+++ Material provided +++

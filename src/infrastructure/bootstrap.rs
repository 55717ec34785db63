//! Composition root: builds the control plane from configuration.

use std::sync::Arc;

use tracing::info;

use crate::adapter::outbound::{MemoryIdempotencyStore, MemoryLedger, PaperVenue};
use crate::application::admission::Admission;
use crate::application::idempotency::IdempotencyKeyer;
use crate::application::oms::Oms;
use crate::application::reconcile::Reconciler;
use crate::application::registry::VenueRegistry;
use crate::application::router::VenueRouter;
use crate::application::safety::{RiskLimits, SafetyGate};
use crate::domain::ClockGuard;
use crate::infrastructure::config::Config;
use crate::infrastructure::scheduler::ReconcileScheduler;
use crate::port::{Ledger, VenueAdapter};

/// Every long-lived component, wired together.
pub struct ControlPlane {
    pub registry: Arc<VenueRegistry>,
    pub oms: Arc<Oms>,
    pub keyer: IdempotencyKeyer,
    pub admission: Admission,
    pub reconciler: Arc<Reconciler>,
}

impl ControlPlane {
    /// Scheduler for the configured reconciliation and eviction intervals.
    #[must_use]
    pub fn scheduler(&self, config: &Config) -> ReconcileScheduler {
        ReconcileScheduler::new(Arc::clone(&self.reconciler), config.reconcile.interval())
            .with_gc(self.keyer.clone(), config.idempotency.gc_interval())
    }

    /// Release every venue adapter.
    pub async fn shutdown(&self) {
        self.registry.close().await;
    }
}

/// Build the registry with one paper venue per configured venue.
#[must_use]
pub fn build_paper_registry(config: &Config) -> VenueRegistry {
    let mut registry = VenueRegistry::new();
    for profile in config.venue_profiles() {
        let adapter: Arc<dyn VenueAdapter> = Arc::new(PaperVenue::new(profile.name.clone()));
        registry.register(profile, adapter);
    }
    registry
}

/// Wire the control plane over the given ledger and venues.
#[must_use]
pub fn build_control_plane(
    config: &Config,
    ledger: Arc<dyn Ledger>,
    registry: VenueRegistry,
) -> ControlPlane {
    let registry = Arc::new(registry);
    let oms = Arc::new(Oms::with_timeout(
        ledger,
        Arc::clone(&registry),
        config.reconcile.venue_timeout(),
    ));

    let store = Arc::new(MemoryIdempotencyStore::new(config.idempotency.max_entries));
    let keyer = IdempotencyKeyer::with_ttl(store, config.idempotency.ttl());

    let admission = Admission::new(
        ClockGuard::from(&config.clock),
        keyer.clone(),
        SafetyGate::new(RiskLimits::from(&config.risk)),
        VenueRouter::new(config.router.weights()),
        config.router.max_latency_ms,
        Arc::clone(&oms),
    );
    let reconciler = Arc::new(Reconciler::with_timeout(
        Arc::clone(&oms),
        config.reconcile.venue_timeout(),
    ));

    info!(venues = registry.len(), "Control plane initialized");
    ControlPlane {
        registry,
        oms,
        keyer,
        admission,
        reconciler,
    }
}

/// Control plane over an in-memory ledger and paper venues.
#[must_use]
pub fn build_paper(config: &Config) -> ControlPlane {
    build_control_plane(
        config,
        Arc::new(MemoryLedger::new()),
        build_paper_registry(config),
    )
}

+++

• Problem to solve
A copy of each line above that holds the word "RiskLimits" is the expected answer.

• Solution to this task
use crate::application::safety::{RiskLimits, SafetyGate};
        SafetyGate::new(RiskLimits::from(&config.risk)),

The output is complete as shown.